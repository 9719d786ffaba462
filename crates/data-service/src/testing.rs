//! Test doubles for driving operations deterministically

use std::sync::{Arc, Mutex};

use bytes::Bytes;
use reqwest::header::{CONTENT_TYPE, HeaderMap, HeaderValue};
use tokio::sync::{mpsc, oneshot};

use crate::error::{Error, Result};
use crate::operation::Operation;
use crate::transport::{BoxFuture, Exchange, Request, Transport};

/// Transport whose calls are answered by the test through `CallQueue`.
#[derive(Clone)]
pub struct ManualTransport {
    tx: mpsc::UnboundedSender<PendingCall>,
}

/// Receiving side of `ManualTransport`: one `PendingCall` per `send`.
pub struct CallQueue {
    rx: mpsc::UnboundedReceiver<PendingCall>,
}

/// A call waiting for the test to answer it. Dropping it fails the call.
pub struct PendingCall {
    pub request: Request,
    reply: oneshot::Sender<Result<Exchange>>,
}

impl ManualTransport {
    pub fn new() -> (Self, CallQueue) {
        let (tx, rx) = mpsc::unbounded_channel();
        (Self { tx }, CallQueue { rx })
    }
}

impl Transport for ManualTransport {
    fn send(&self, request: Request) -> BoxFuture<'static, Result<Exchange>> {
        let (reply, rx) = oneshot::channel();
        let queued = self.tx.send(PendingCall { request, reply }).is_ok();
        Box::pin(async move {
            if !queued {
                return Err(Error::Transport("call queue closed".into()));
            }
            rx.await
                .unwrap_or_else(|_| Err(Error::Transport("call dropped by test".into())))
        })
    }
}

impl CallQueue {
    pub async fn next(&mut self) -> PendingCall {
        self.rx.recv().await.expect("transport dropped")
    }
}

impl PendingCall {
    pub fn reply(self, exchange: Exchange) {
        let _ = self.reply.send(Ok(exchange));
    }

    pub fn fail(self, message: &str) {
        let _ = self.reply.send(Err(Error::Transport(message.to_string())));
    }

    /// Answer with headers only; the body resolves when the returned sender fires.
    pub fn reply_with_pending_body(self, status: u16) -> oneshot::Sender<Bytes> {
        let (gate, body) = oneshot::channel::<Bytes>();
        let _ = self.reply.send(Ok(Exchange {
            status,
            headers: HeaderMap::new(),
            body: Box::pin(async move {
                body.await
                    .map_err(|_| Error::Transport("body stream closed".into()))
            }),
        }));
        gate
    }
}

/// Transport that answers every call immediately and records what it was sent.
#[derive(Clone)]
pub struct StaticTransport {
    reply: Arc<dyn Fn(&Request) -> Result<Exchange> + Send + Sync>,
    seen: Arc<Mutex<Vec<Request>>>,
}

impl StaticTransport {
    pub fn new(reply: impl Fn(&Request) -> Result<Exchange> + Send + Sync + 'static) -> Self {
        Self {
            reply: Arc::new(reply),
            seen: Arc::default(),
        }
    }

    pub fn requests(&self) -> Vec<Request> {
        self.seen.lock().unwrap().clone()
    }
}

impl Transport for StaticTransport {
    fn send(&self, request: Request) -> BoxFuture<'static, Result<Exchange>> {
        let result = (self.reply)(&request);
        self.seen.lock().unwrap().push(request);
        Box::pin(async move { result })
    }
}

pub fn json_exchange(status: u16, body: &str) -> Exchange {
    let mut headers = HeaderMap::new();
    headers.insert(CONTENT_TYPE, HeaderValue::from_static("application/json"));
    Exchange::ready(status, headers, Bytes::copy_from_slice(body.as_bytes()))
}

/// Ordered record of callback invocations shared between callbacks.
#[derive(Clone, Default)]
pub struct EventLog(Arc<Mutex<Vec<String>>>);

impl EventLog {
    pub fn push(&self, event: impl Into<String>) {
        self.0.lock().unwrap().push(event.into());
    }

    pub fn events(&self) -> Vec<String> {
        self.0.lock().unwrap().clone()
    }
}

/// Wait for completion and return its `cancelled` flag.
pub async fn settled(op: &Operation) -> bool {
    let (tx, rx) = oneshot::channel();
    op.on_complete(move |cancelled| {
        let _ = tx.send(cancelled);
    });
    rx.await.expect("completion callback dropped without firing")
}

────

**Task description:**
Would you please reproduce the records above exactly, only from their first line through the line holding "Transport whose calls", with both ends included?

**Reply:**
repository 9719d786ffaba462
filename crates/data-service/src/testing.rs
//! Test doubles for driving operations deterministically

use std::sync::{Arc, Mutex};

use bytes::Bytes;
use reqwest::header::{CONTENT_TYPE, HeaderMap, HeaderValue};
use tokio::sync::{mpsc, oneshot};

use crate::error::{Error, Result};
use crate::operation::Operation;
use crate::transport::{BoxFuture, Exchange, Request, Transport};

/// Transport whose calls are answered by the test through `CallQueue`.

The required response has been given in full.